Там было все, кроме…жизни.
Девчат на хуторе – с десяток. Иногда собираются на…танцы. Был тогда на хуторе, один пацан, лет десяти-двенадцати. Так вот он играл на гитаре. Знал всего две мелодии – одна что-то похожее на вальс, вторая – что-то веселое, типа фокстрот. За день до тех «танцев», к музыканту направляются «ходоки» – девчата. Несут ему подношения- конфеты, пряники и уговаривают (завтра) сыграть на танцах. Он приходит, по пару раз что-то там сыграет и уходит спать. Все – танцы закончены…
При нас, однажды, на хутор привезли – кино. Узкопленочный аппарат, школьная стена – вместо экрана, два рубля билет и ни начала – ни конца. До сих пор помню название – «Школа злословия». Запомнил не только потому, что он никудышный, а больше потому, что его еще не раз видел в «бесплатных» показах, после разных общественных мероприятий, – колхозных или партийных собраний и т. п… Обычно – какие мероприятия – такой и фильм….
Как видите – мы не только убирали хлеб, но и «участвовали» в общественной жизни хутора, если выпадала такая возможность….
Надо сказать, что работа нам досталась нелегкая. Если просяное поле не убирали, ожидая пока созреет, то брошенные отдельные небольшие участки, как правило, находились на опасных крутых склонах, на которых не то, что косить, а просто на комбайне ехать опасно.
Когда комбайн ползет на первой скорости в гору, с критическим боковым креном, да еще с сухой пробуксовкой – жди беды. У нас дважды рассыпалась коробка перемены передач, по ночам – приходилось её менять или ремонтировать.
Каждый день – как испытание. Бывали такие крутые места, что отец приказывал мне покидать комбайн и просто идти впереди, выбирая более безопасное направление.
Уже позже мы узнали, что во время уборки, случаи опрокидывания комбайнов были нередки, даже один из наших, Слободзейских (приезжих) комбайнеров, опрокинулся, причем не на поле, а во время переезда с места на место. Хорошо, что все благополучно обошлось, а комбайн был полностью выведен из строя.
Глава седьмая
Был у нас ещё один курьезный случай. Отец, по характеру, обладал значительным чувством юмора. Еще в первые дни работы, он решил проверить уровень интеллекта нашего местного бригадира.

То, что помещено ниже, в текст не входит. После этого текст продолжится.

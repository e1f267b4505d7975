//! # Storage Module
//!
//! Per-user JSON persistence for rooms, materials and estimate lines.
//! Each record kind lives in one file per user under `{root}/users/`,
//! holding a JSON array. Writes replace the whole file (last write wins)
//! through a temporary file in the same directory, so a reader never sees
//! a partially written array.
//!
//! Records that fail to parse are skipped on read. Before such a file is
//! rewritten it is renamed to `{file}.corrupt-{timestamp}` so the skipped
//! records survive for manual recovery.

use chrono::{Duration, Utc};
use serde::de::DeserializeOwned;
use serde::Serialize;
use serde_json::Value;
use std::fs;
use std::io::Write;
use std::path::{Path, PathBuf};
use std::sync::Mutex;
use tracing::{debug, info, warn};

use crate::errors::StorageError;
use crate::estimate::EstimateLine;
use crate::material_model::Material;
use crate::room_model::Room;

type StorageResult<T> = Result<T, StorageError>;

/// Kinds of per-user record files
#[derive(Debug, Clone, Copy, PartialEq, Eq)]
pub enum RecordKind {
    Rooms,
    Materials,
    Estimate,
}

impl RecordKind {
    fn file_suffix(&self) -> &'static str {
        match self {
            RecordKind::Rooms => "rooms",
            RecordKind::Materials => "materials",
            RecordKind::Estimate => "estimate",
        }
    }
}

/// Records with a creation stamp, used to check that a delete button still
/// points at the record it was built for
pub trait Stamped {
    fn stamp(&self) -> i64;
}

impl Stamped for Room {
    fn stamp(&self) -> i64 {
        self.created_at.timestamp_micros()
    }
}

impl Stamped for Material {
    fn stamp(&self) -> i64 {
        self.created_at.timestamp_micros()
    }
}

/// Contents of a record file and whether anything in it was unreadable
struct LoadedRecords<T> {
    records: Vec<T>,
    damaged: bool,
}

impl<T> LoadedRecords<T> {
    fn empty() -> Self {
        Self {
            records: Vec::new(),
            damaged: false,
        }
    }
}

/// File-backed store of per-user records
#[derive(Debug)]
pub struct UserStore {
    root: PathBuf,
    // Serializes read-modify-write cycles within this process
    write_lock: Mutex<()>,
}

impl UserStore {
    /// Create a store rooted at `root`; directories are created lazily
    pub fn new(root: impl Into<PathBuf>) -> Self {
        let root = root.into();
        info!(root = %root.display(), "Initialized user store");
        Self {
            root,
            write_lock: Mutex::new(()),
        }
    }

    /// Path of the given user's file for a record kind
    pub fn file_path(&self, user_id: i64, kind: RecordKind) -> PathBuf {
        self.root
            .join("users")
            .join(format!("{}_{}.json", user_id, kind.file_suffix()))
    }

    // Rooms

    pub fn save_room(&self, user_id: i64, room: Room) -> StorageResult<()> {
        info!(user_id, room = %room.name, "Saving room");
        self.append(user_id, RecordKind::Rooms, room)
    }

    pub fn get_user_rooms(&self, user_id: i64) -> StorageResult<Vec<Room>> {
        self.load(user_id, RecordKind::Rooms)
    }

    /// First room with exactly this name
    pub fn find_room(&self, user_id: i64, name: &str) -> StorageResult<Option<Room>> {
        Ok(self
            .get_user_rooms(user_id)?
            .into_iter()
            .find(|room| room.name == name))
    }

    /// Remove the room at `index` if its stamp is still `stamp`, returning it
    pub fn delete_room(&self, user_id: i64, index: usize, stamp: i64) -> StorageResult<Room> {
        info!(user_id, index, stamp, "Deleting room");
        self.remove_at(user_id, RecordKind::Rooms, index, stamp)
    }

    // Materials

    pub fn save_material(&self, user_id: i64, material: Material) -> StorageResult<()> {
        info!(user_id, material = %material.name, "Saving material");
        self.append(user_id, RecordKind::Materials, material)
    }

    pub fn get_user_materials(&self, user_id: i64) -> StorageResult<Vec<Material>> {
        self.load(user_id, RecordKind::Materials)
    }

    /// First material with exactly this name
    pub fn find_material(&self, user_id: i64, name: &str) -> StorageResult<Option<Material>> {
        Ok(self
            .get_user_materials(user_id)?
            .into_iter()
            .find(|material| material.name == name))
    }

    pub fn delete_material(&self, user_id: i64, index: usize, stamp: i64) -> StorageResult<Material> {
        info!(user_id, index, stamp, "Deleting material");
        self.remove_at(user_id, RecordKind::Materials, index, stamp)
    }

    /// Append materials not already present (same name, category and unit).
    /// Imported records get distinct, increasing timestamps. Returns how many
    /// were added.
    pub fn import_materials(&self, user_id: i64, materials: Vec<Material>) -> StorageResult<usize> {
        let _guard = self.lock();
        let mut existing: Vec<Material> = self.load_for_update(user_id, RecordKind::Materials)?;
        let before = existing.len();
        let imported_at = Utc::now();

        for mut material in materials {
            let duplicate = existing.iter().any(|m| {
                m.name == material.name && m.category == material.category && m.unit == material.unit
            });
            if !duplicate {
                let offset = (existing.len() - before) as i64;
                material.created_at = imported_at + Duration::microseconds(offset);
                existing.push(material);
            }
        }

        let added = existing.len() - before;
        if added > 0 {
            self.write(user_id, RecordKind::Materials, &existing)?;
        }
        info!(user_id, added, "Imported materials");
        Ok(added)
    }

    // Estimate

    pub fn add_estimate_line(&self, user_id: i64, line: EstimateLine) -> StorageResult<()> {
        info!(user_id, room = %line.room_name, material = %line.material_name, "Adding estimate line");
        self.append(user_id, RecordKind::Estimate, line)
    }

    pub fn get_estimate_lines(&self, user_id: i64) -> StorageResult<Vec<EstimateLine>> {
        self.load(user_id, RecordKind::Estimate)
    }

    /// Remove every estimate line; returns whether there was anything to clear
    pub fn clear_estimate(&self, user_id: i64) -> StorageResult<bool> {
        let _guard = self.lock();
        let path = self.file_path(user_id, RecordKind::Estimate);
        match fs::remove_file(&path) {
            Ok(()) => {
                info!(user_id, "Cleared estimate");
                Ok(true)
            }
            Err(e) if e.kind() == std::io::ErrorKind::NotFound => Ok(false),
            Err(source) => Err(StorageError::Io { path, source }),
        }
    }

    // Generic record file handling

    fn lock(&self) -> std::sync::MutexGuard<'_, ()> {
        // A poisoned lock only means another writer panicked; the files are still whole
        self.write_lock
            .lock()
            .unwrap_or_else(|poisoned| poisoned.into_inner())
    }

    fn append<T>(&self, user_id: i64, kind: RecordKind, record: T) -> StorageResult<()>
    where
        T: Serialize + DeserializeOwned,
    {
        let _guard = self.lock();
        let mut records: Vec<T> = self.load_for_update(user_id, kind)?;
        records.push(record);
        self.write(user_id, kind, &records)
    }

    fn remove_at<T>(&self, user_id: i64, kind: RecordKind, index: usize, stamp: i64) -> StorageResult<T>
    where
        T: Serialize + DeserializeOwned + Stamped,
    {
        let _guard = self.lock();
        let mut records: Vec<T> = self.load_for_update(user_id, kind)?;
        match records.get(index) {
            None => {
                return Err(StorageError::IndexOutOfRange {
                    index,
                    len: records.len(),
                })
            }
            Some(record) if record.stamp() != stamp => {
                return Err(StorageError::RecordChanged { index });
            }
            Some(_) => {}
        }
        let removed = records.remove(index);
        self.write(user_id, kind, &records)?;
        Ok(removed)
    }

    fn load<T: DeserializeOwned>(&self, user_id: i64, kind: RecordKind) -> StorageResult<Vec<T>> {
        Ok(self.read_records(&self.file_path(user_id, kind))?.records)
    }

    /// Load records that are about to be rewritten. A damaged file is moved
    /// aside first.
    fn load_for_update<T: DeserializeOwned>(&self, user_id: i64, kind: RecordKind) -> StorageResult<Vec<T>> {
        let path = self.file_path(user_id, kind);
        let loaded = self.read_records(&path)?;
        if loaded.damaged {
            let backup = corrupt_backup_path(&path);
            fs::rename(&path, &backup).map_err(|source| StorageError::Io {
                path: path.clone(),
                source,
            })?;
            warn!(
                user_id,
                path = %path.display(),
                backup = %backup.display(),
                kept = loaded.records.len(),
                "Moved damaged record file aside before rewriting"
            );
        }
        Ok(loaded.records)
    }

    fn read_records<T: DeserializeOwned>(&self, path: &Path) -> StorageResult<LoadedRecords<T>> {
        let content = match fs::read_to_string(path) {
            Ok(content) => content,
            Err(e) if e.kind() == std::io::ErrorKind::NotFound => {
                debug!(path = %path.display(), "No record file yet");
                return Ok(LoadedRecords::empty());
            }
            Err(source) => {
                return Err(StorageError::Io {
                    path: path.to_path_buf(),
                    source,
                })
            }
        };

        let raw: Vec<Value> = match serde_json::from_str(&content) {
            Ok(raw) => raw,
            Err(e) => {
                warn!(path = %path.display(), error = %e, "Unreadable record file, treating as empty");
                return Ok(LoadedRecords {
                    records: Vec::new(),
                    damaged: true,
                });
            }
        };

        let mut loaded = LoadedRecords::empty();
        for (index, value) in raw.into_iter().enumerate() {
            match serde_json::from_value(value) {
                Ok(record) => loaded.records.push(record),
                Err(e) => {
                    warn!(path = %path.display(), index, error = %e, "Skipping unreadable record");
                    loaded.damaged = true;
                }
            }
        }
        Ok(loaded)
    }

    fn write<T: Serialize>(&self, user_id: i64, kind: RecordKind, records: &[T]) -> StorageResult<()> {
        let path = self.file_path(user_id, kind);
        write_json_atomically(&path, records)?;
        debug!(path = %path.display(), records = records.len(), "Record file written");
        Ok(())
    }
}

fn corrupt_backup_path(path: &Path) -> PathBuf {
    let file_name = path
        .file_name()
        .map(|name| name.to_string_lossy().into_owned())
        .unwrap_or_default();
    path.with_file_name(format!(
        "{}.corrupt-{}",
        file_name,
        Utc::now().format("%Y%m%dT%H%M%S%.6f")
    ))
}

/// Serialize `value` as pretty JSON and atomically replace `path` with it
pub fn write_json_atomically<T: Serialize + ?Sized>(path: &Path, value: &T) -> StorageResult<()> {
    let dir = path.parent().unwrap_or_else(|| Path::new("."));
    fs::create_dir_all(dir).map_err(|source| StorageError::Io {
        path: dir.to_path_buf(),
        source,
    })?;

    let mut temp_file = tempfile::NamedTempFile::new_in(dir).map_err(|source| StorageError::Io {
        path: dir.to_path_buf(),
        source,
    })?;

    serde_json::to_writer_pretty(temp_file.as_file_mut(), value).map_err(|source| {
        StorageError::Serialization {
            path: path.to_path_buf(),
            source,
        }
    })?;
    temp_file
        .as_file_mut()
        .flush()
        .map_err(|source| StorageError::Io {
            path: path.to_path_buf(),
            source,
        })?;

    temp_file.persist(path).map_err(|source| StorageError::Persist {
        path: path.to_path_buf(),
        source,
    })?;
    Ok(())
}

#[cfg(test)]
mod tests {
    use super::*;
    use crate::material_model::{MaterialCategory, MaterialUnit};
    use tempfile::TempDir;

    fn setup_store() -> (UserStore, TempDir) {
        let dir = TempDir::new().unwrap();
        (UserStore::new(dir.path()), dir)
    }

    #[test]
    fn test_missing_file_reads_empty() {
        let (store, _dir) = setup_store();
        assert!(store.get_user_rooms(1).unwrap().is_empty());
        assert!(store.get_user_materials(1).unwrap().is_empty());
        assert!(!store.clear_estimate(1).unwrap());
    }

    #[test]
    fn test_file_layout() {
        let (store, dir) = setup_store();
        store.save_room(42, Room::new("Kitchen", 3.0, 2.0, 2.5)).unwrap();
        assert!(dir.path().join("users").join("42_rooms.json").exists());
    }

    #[test]
    fn test_corrupt_file_reads_empty() {
        let (store, _dir) = setup_store();
        let path = store.file_path(7, RecordKind::Rooms);
        fs::create_dir_all(path.parent().unwrap()).unwrap();
        fs::write(&path, "{not json").unwrap();
        assert!(store.get_user_rooms(7).unwrap().is_empty());
        // Reading never moves the file
        assert!(path.exists());
    }

    #[test]
    fn test_corrupt_backup_path_keeps_file_name() {
        let path = Path::new("/data/users/7_rooms.json");
        let backup = corrupt_backup_path(path);
        assert_eq!(backup.parent(), path.parent());
        let name = backup.file_name().unwrap().to_str().unwrap();
        assert!(name.starts_with("7_rooms.json.corrupt-"));
    }

    #[test]
    fn test_delete_out_of_range() {
        let (store, _dir) = setup_store();
        let material = Material::new("Paint", MaterialCategory::Walls, MaterialUnit::Liter, 450.0);
        let stamp = material.stamp();
        store.save_material(3, material).unwrap();
        assert!(matches!(
            store.delete_material(3, 1, stamp),
            Err(StorageError::IndexOutOfRange { index: 1, len: 1 })
        ));
    }

    #[test]
    fn test_import_gives_distinct_stamps() {
        let (store, _dir) = setup_store();
        store
            .import_materials(4, crate::material_model::default_catalog())
            .unwrap();
        let stamps: Vec<i64> = store
            .get_user_materials(4)
            .unwrap()
            .iter()
            .map(Stamped::stamp)
            .collect();
        assert!(stamps.windows(2).all(|pair| pair[0] < pair[1]));
    }
}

Зерновоз привез нам обед, как обычно, хозяйка передала довольно большой кусок сливочного масла, к горячей лапше с мясом. Я как раз смазывал шприцем-нагнетателем, отдельные деревянные подшипники на комбайне. В качестве смазки в те времена, использовался обычный салидол. В это время подъехал бригадир, спросил, как идет работа, посмотрел, сколько ещё осталось косить. Отец взял у меня шприц, открутил головку, набрал на палец несколько граммов сливочного масла и начал делать вид, что закладывает масло в шприц.